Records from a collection
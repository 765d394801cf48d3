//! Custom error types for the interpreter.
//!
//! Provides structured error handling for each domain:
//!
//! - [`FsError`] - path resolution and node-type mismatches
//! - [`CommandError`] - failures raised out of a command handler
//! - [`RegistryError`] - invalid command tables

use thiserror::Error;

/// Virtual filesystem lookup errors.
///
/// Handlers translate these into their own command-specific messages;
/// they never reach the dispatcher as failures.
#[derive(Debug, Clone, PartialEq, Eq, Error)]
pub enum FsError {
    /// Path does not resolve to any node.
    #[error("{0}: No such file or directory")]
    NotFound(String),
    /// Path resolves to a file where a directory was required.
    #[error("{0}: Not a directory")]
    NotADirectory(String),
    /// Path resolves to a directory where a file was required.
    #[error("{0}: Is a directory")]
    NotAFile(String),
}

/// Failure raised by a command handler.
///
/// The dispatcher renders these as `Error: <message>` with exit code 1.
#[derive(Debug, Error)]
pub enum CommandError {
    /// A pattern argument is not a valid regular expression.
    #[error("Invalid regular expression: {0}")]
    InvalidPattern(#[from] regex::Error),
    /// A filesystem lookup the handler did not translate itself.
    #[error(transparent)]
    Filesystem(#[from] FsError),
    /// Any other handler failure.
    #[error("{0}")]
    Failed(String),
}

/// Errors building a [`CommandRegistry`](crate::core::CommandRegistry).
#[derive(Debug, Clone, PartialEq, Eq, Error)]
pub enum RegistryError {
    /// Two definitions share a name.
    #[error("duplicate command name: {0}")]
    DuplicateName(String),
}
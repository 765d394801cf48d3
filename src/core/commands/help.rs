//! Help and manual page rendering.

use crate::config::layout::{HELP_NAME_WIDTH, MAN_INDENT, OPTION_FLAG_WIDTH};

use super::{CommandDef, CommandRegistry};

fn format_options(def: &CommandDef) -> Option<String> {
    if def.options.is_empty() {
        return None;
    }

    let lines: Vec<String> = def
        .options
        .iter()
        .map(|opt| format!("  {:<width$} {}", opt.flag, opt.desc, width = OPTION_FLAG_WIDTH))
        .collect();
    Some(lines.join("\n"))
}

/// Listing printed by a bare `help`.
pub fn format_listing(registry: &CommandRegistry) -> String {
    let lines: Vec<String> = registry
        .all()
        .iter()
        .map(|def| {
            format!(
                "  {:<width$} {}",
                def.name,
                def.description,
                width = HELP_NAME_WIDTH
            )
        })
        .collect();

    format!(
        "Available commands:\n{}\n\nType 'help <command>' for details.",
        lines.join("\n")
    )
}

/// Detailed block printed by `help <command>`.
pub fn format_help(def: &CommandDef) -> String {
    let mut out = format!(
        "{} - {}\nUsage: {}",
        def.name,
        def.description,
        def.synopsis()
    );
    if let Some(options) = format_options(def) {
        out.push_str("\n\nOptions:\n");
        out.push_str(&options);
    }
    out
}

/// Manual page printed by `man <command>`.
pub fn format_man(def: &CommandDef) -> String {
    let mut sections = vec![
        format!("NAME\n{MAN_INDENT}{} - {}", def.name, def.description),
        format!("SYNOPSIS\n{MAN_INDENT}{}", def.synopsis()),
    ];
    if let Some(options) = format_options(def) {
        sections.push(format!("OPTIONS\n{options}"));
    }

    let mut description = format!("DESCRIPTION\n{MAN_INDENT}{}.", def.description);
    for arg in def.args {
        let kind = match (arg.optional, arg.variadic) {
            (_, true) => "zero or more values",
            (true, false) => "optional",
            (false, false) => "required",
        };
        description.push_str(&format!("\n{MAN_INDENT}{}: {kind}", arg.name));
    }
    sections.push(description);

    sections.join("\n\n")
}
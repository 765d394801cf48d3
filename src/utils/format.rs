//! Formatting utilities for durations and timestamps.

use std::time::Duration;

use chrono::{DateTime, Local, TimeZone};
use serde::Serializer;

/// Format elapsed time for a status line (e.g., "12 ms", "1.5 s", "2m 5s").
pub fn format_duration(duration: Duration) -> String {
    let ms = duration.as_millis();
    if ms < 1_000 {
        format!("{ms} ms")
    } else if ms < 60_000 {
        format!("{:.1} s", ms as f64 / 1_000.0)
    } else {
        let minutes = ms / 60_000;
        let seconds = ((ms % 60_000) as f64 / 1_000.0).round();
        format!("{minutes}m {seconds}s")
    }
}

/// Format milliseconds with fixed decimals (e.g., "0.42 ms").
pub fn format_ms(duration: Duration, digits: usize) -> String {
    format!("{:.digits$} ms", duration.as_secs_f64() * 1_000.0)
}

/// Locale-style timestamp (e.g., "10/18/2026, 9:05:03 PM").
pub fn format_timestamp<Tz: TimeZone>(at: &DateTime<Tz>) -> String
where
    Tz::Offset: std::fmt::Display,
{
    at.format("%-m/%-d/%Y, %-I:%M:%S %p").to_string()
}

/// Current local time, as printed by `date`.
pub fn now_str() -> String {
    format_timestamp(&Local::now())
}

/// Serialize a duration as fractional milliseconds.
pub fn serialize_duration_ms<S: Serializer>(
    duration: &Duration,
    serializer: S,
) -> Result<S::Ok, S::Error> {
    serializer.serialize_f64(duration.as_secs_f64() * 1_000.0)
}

• REQUIRED WORK: Your answer should be each line from the entries that includes the string "TimeZone".

• YOUR SOLUTION:
use chrono::{DateTime, Local, TimeZone};
pub fn format_timestamp<Tz: TimeZone>(at: &DateTime<Tz>) -> String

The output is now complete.